Re: Security with open() in CGI scripts
by Trimbach (Curate) on Feb 26, 2002 at 04:36 UTC
    ...and as an add on to rob_au's excellent post, here's an idea to increase security, especially for open calls and such. Instead of passing directory names and filenames directly from the browser (which means worrying about shell escape characters and such) why not pass tokens that correspond to directories and files that are hard-coded into your script. So instead of
    my $template = $theme->{ThemeDir}."index.html";
    which makes you worry about $theme->{ThemeDir} why not
    my %themes = {1 => '/dir1/', 2 => '/dir2/', 3 => '/dir3/'}; my $theme = param(theme); my $filename = "$themes{$theme}.index.html"; open (FILE, $filename);
    Now everything is under control... if $theme ever contains anything it isn't supposed to then the worst thing that can happen is the hash lookup fails and the open fails. No way malicious code can hurt you, all because you insulated your open by using a hash.

    Of course, this isn't always practical, but most of the time it's a good idea. This won't work if you let users name their own files, and upload (or create) those files directly on the server, but if you're doing that you're gonna have to jump through more hoops than we've covered here in order to maintain security.

    Gary Blackburn
    Trained Killer

      Another thought on the token idea here...

      I'd recommend having another file external to the script, which contains some quick perl code to create the token list, such as
      my %tokens = {1 => '/dir1/', 2 => '/dir2/', 3 => '/dir3/};
      <blatently stolen from Gary's reply ;)>

      and then just require this file when you need to reference the token. This way, it's easy to add to the themes without having to find where it's at in some script. I'm personally all about the use of extra files for data like this - it helps keep script sizes smaller and helps to separate the code from the data.

Don't Trust The Client - Re: Security with open() in CGI scripts
by metadoktor (Hermit) on Feb 26, 2002 at 07:10 UTC
Re: Security with open() in CGI scripts
by smitz (Chaplain) on Feb 26, 2002 at 12:16 UTC
    Something weird you should look out for that I came across late one night:
    # parse $user_input $database="$user_input.db"; open(FILE "<$database");
    Ok, whats the problem?
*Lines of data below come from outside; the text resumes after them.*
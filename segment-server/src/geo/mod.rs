//! Geometry acquisition from the upstream line-spatialisation service.
//!
//! The upstream is unreliable in practice:
//! - valid JSON is sometimes served with a non-JSON content type
//! - error pages come back as HTML with a 200 status
//! - the TLS chain does not always verify
//!
//! [`GeometryClient`] absorbs all of this and reports a [`FetchOutcome`]
//! instead of an error.

mod client;
mod error;
pub mod mock;
mod outcome;
mod query;
mod relaxed;
mod response;
mod source;

pub use client::{
    BROWSER_USER_AGENT, DEFAULT_ENDPOINTS, GeometryClient, GeometryClientConfig, conclude,
};
pub use error::FetchError;
pub use outcome::FetchOutcome;
pub use query::{GeometryQuery, UNSPECIFIED_CLASSIFICATION};
pub use response::UpstreamResponse;
pub use source::GeometrySource;
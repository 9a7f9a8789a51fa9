//! HTTP route handlers.

use std::path::Path as FsPath;

use askama::Template;
use axum::{
    Form, Json, Router,
    extract::{Path, Query, State},
    http::{HeaderMap, StatusCode, header},
    response::{Html, IntoResponse, Redirect, Response},
    routing::{delete, get, post},
};
use tower_http::services::ServeDir;
use tower_http::trace::TraceLayer;
use tracing::{error, warn};

use crate::domain::{FieldErrors, SegmentForm, SegmentId};
use crate::registrar::{FetchRejection, Outcome, RegistrarError};

use super::dto::*;
use super::state::AppState;
use super::templates::*;

/// Create the application router.
///
/// `static_dir` is the path to the static assets directory.
pub fn create_router(state: AppState, static_dir: impl AsRef<FsPath>) -> Router {
    Router::new()
        .route("/", get(index))
        .route("/health", get(health))
        .route("/segments", get(segments_page).post(create_segment))
        .route("/segments/:id/delete", post(delete_segment))
        .route("/api/segments", get(list_segments).post(submit_segment))
        .route("/api/segments/:id", delete(remove_segment))
        .route("/api/reference", get(reference))
        .nest_service("/static", ServeDir::new(static_dir.as_ref()))
        .layer(TraceLayer::new_for_http())
        .with_state(state)
}

/// Health check endpoint.
async fn health() -> &'static str {
    "ok"
}

async fn index() -> Redirect {
    Redirect::to("/segments")
}

/// Render a template, mapping failures to an internal error.
fn render(template: &impl Template) -> Result<Html<String>, AppError> {
    template.render().map(Html).map_err(|e| AppError::Internal {
        message: format!("Template error: {}", e),
    })
}

/// Render the listing page around `form`, echoing any errors.
fn listing_page(
    state: &AppState,
    form: SegmentForm,
    errors: Option<&FieldErrors>,
    rejection: Option<FetchRejection>,
    notice: Option<&str>,
) -> Result<Html<String>, AppError> {
    let listings = state.registrar.list()?;
    let template = SegmentsTemplate::new(
        &listings,
        state.registrar.reference(),
        form,
        errors,
        rejection.map(|r| r.message()),
        notice,
    );
    render(&template)
}

/// Segment listing with the registration form.
async fn segments_page(
    State(state): State<AppState>,
    Query(query): Query<PageQuery>,
) -> Result<Html<String>, AppError> {
    let notice = notice_message(query.notice.as_deref());
    listing_page(&state, SegmentForm::default(), None, None, notice)
}

/// Check if the client asked for JSON.
fn accepts_json(headers: &HeaderMap) -> bool {
    headers
        .get(header::ACCEPT)
        .and_then(|v| v.to_str().ok())
        .is_some_and(|accept| accept.contains("application/json"))
}

/// Register a segment from the HTML form.
///
/// Success redirects back to the listing; any rejection re-renders the page
/// with the submitted input preserved. Clients accepting JSON get the same
/// responses as `POST /api/segments`.
async fn create_segment(
    State(state): State<AppState>,
    headers: HeaderMap,
    Form(form): Form<SegmentForm>,
) -> Result<Response, AppError> {
    let outcome = state.registrar.submit(&form).await?;

    if accepts_json(&headers) {
        return Ok(json_outcome(outcome, form));
    }

    match outcome {
        Outcome::Created(_) => Ok(Redirect::to("/segments?notice=created").into_response()),
        Outcome::ValidationRejected(errors) => {
            let page = listing_page(&state, form, Some(&errors), None, None)?;
            Ok((StatusCode::UNPROCESSABLE_ENTITY, page).into_response())
        }
        Outcome::FetchRejected(rejection) => {
            let page = listing_page(&state, form, None, Some(rejection), None)?;
            Ok((StatusCode::UNPROCESSABLE_ENTITY, page).into_response())
        }
    }
}

/// Delete a segment from the HTML listing.
async fn delete_segment(
    State(state): State<AppState>,
    Path(id): Path<u64>,
) -> Result<Response, AppError> {
    match state.registrar.remove(SegmentId(id)) {
        Ok(_) => Ok(Redirect::to("/segments?notice=removed").into_response()),
        Err(RegistrarError::SegmentNotFound(id)) => {
            let page = render(&ErrorTemplate {
                title: "Segment not found".to_string(),
                message: format!("There is no segment with id {}.", id),
            })?;
            Ok((StatusCode::NOT_FOUND, page).into_response())
        }
        Err(e) => Err(e.into()),
    }
}

/// All segments as JSON, newest first.
async fn list_segments(State(state): State<AppState>) -> Result<Json<SegmentListResponse>, AppError> {
    let segments = state
        .registrar
        .list()?
        .iter()
        .map(SegmentResult::from_listing)
        .collect();
    Ok(Json(SegmentListResponse { segments }))
}

/// Register a segment from a JSON body.
async fn submit_segment(
    State(state): State<AppState>,
    Json(payload): Json<SegmentPayload>,
) -> Result<Response, AppError> {
    let form = payload.into_form();
    let outcome = state.registrar.submit(&form).await?;
    Ok(json_outcome(outcome, form))
}

/// JSON rendering of a submission outcome.
fn json_outcome(outcome: Outcome, form: SegmentForm) -> Response {
    match outcome {
        Outcome::Created(id) => (StatusCode::CREATED, Json(CreatedResponse { id })).into_response(),
        Outcome::ValidationRejected(errors) => (
            StatusCode::UNPROCESSABLE_ENTITY,
            Json(ValidationErrorResponse {
                errors,
                input: form,
            }),
        )
            .into_response(),
        Outcome::FetchRejected(rejection) => (
            StatusCode::BAD_GATEWAY,
            Json(FetchErrorResponse {
                error: rejection.message(),
                kind: rejection,
                input: form,
            }),
        )
            .into_response(),
    }
}

/// Delete a segment by id.
async fn remove_segment(
    State(state): State<AppState>,
    Path(id): Path<u64>,
) -> Result<StatusCode, AppError> {
    state.registrar.remove(SegmentId(id))?;
    Ok(StatusCode::NO_CONTENT)
}

/// State and route lookup lists.
async fn reference(State(state): State<AppState>) -> Json<ReferenceResponse> {
    let reference = state.registrar.reference();
    Json(ReferenceResponse {
        states: reference.states().iter().map(StateResult::from_state).collect(),
        routes: reference.routes().iter().map(RouteResult::from_route).collect(),
    })
}

/// Application error type.
#[derive(Debug)]
pub enum AppError {
    NotFound { message: String },
    Internal { message: String },
}

impl From<RegistrarError> for AppError {
    fn from(e: RegistrarError) -> Self {
        match e {
            RegistrarError::SegmentNotFound(_) => AppError::NotFound {
                message: e.to_string(),
            },
            RegistrarError::Store(_) => AppError::Internal {
                message: e.to_string(),
            },
        }
    }
}

impl IntoResponse for AppError {
    fn into_response(self) -> axum::response::Response {
        let (status, message) = match self {
            AppError::NotFound { message } => (StatusCode::NOT_FOUND, message),
            AppError::Internal { message } => (StatusCode::INTERNAL_SERVER_ERROR, message),
        };

        if status.is_server_error() {
            error!(%status, %message, "request failed");
        } else {
            warn!(%status, %message, "request rejected");
        }

        let body = Json(ErrorResponse { error: message });
        (status, body).into_response()
    }
}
CGI passes user_input=rfp , and the script tries to open rfp.db. (Lets ignore the ../../ stuff for now). Then it got interesting when I passed 'user_input=rfp%00'. Perl made $database="rfp\0.db", and then tried to open $database. The results?
    It opened "rfp" (or would have, had it existed). What happened to the ".db"? As you probably know, Perl allows NULL characters in its variables as data. Unlike in C, NULL is not a string delimiter. But, the underlying system/kernel calls are programmed in C, which DOES recognize NULL as a delimiter. So the end result? Perl passes "rfp\0.db", but the underlying libs stop processing when they hit the first (our) NULL.
    Im sure the brainpower of monks-combined (TM) could think of some nasty applications of this feature.

    Update: I had intended to credit the author, RainForestPuppy, phrack mag 55-7. Sorry for the slip-up.



    Added update per user request - dvergin 2002-02-26

Re: Security with open() in CGI scripts
by higle (Chaplain) on Feb 26, 2002 at 20:33 UTC
    Another great resource that covers CGI/Web programming security basics is Ovid's online CGI programming course, particularly lesson #3, Basic Security with It has great information about untainting your data, including that naughty NULL byte.

    I learned tons from reading this quick and condensed course.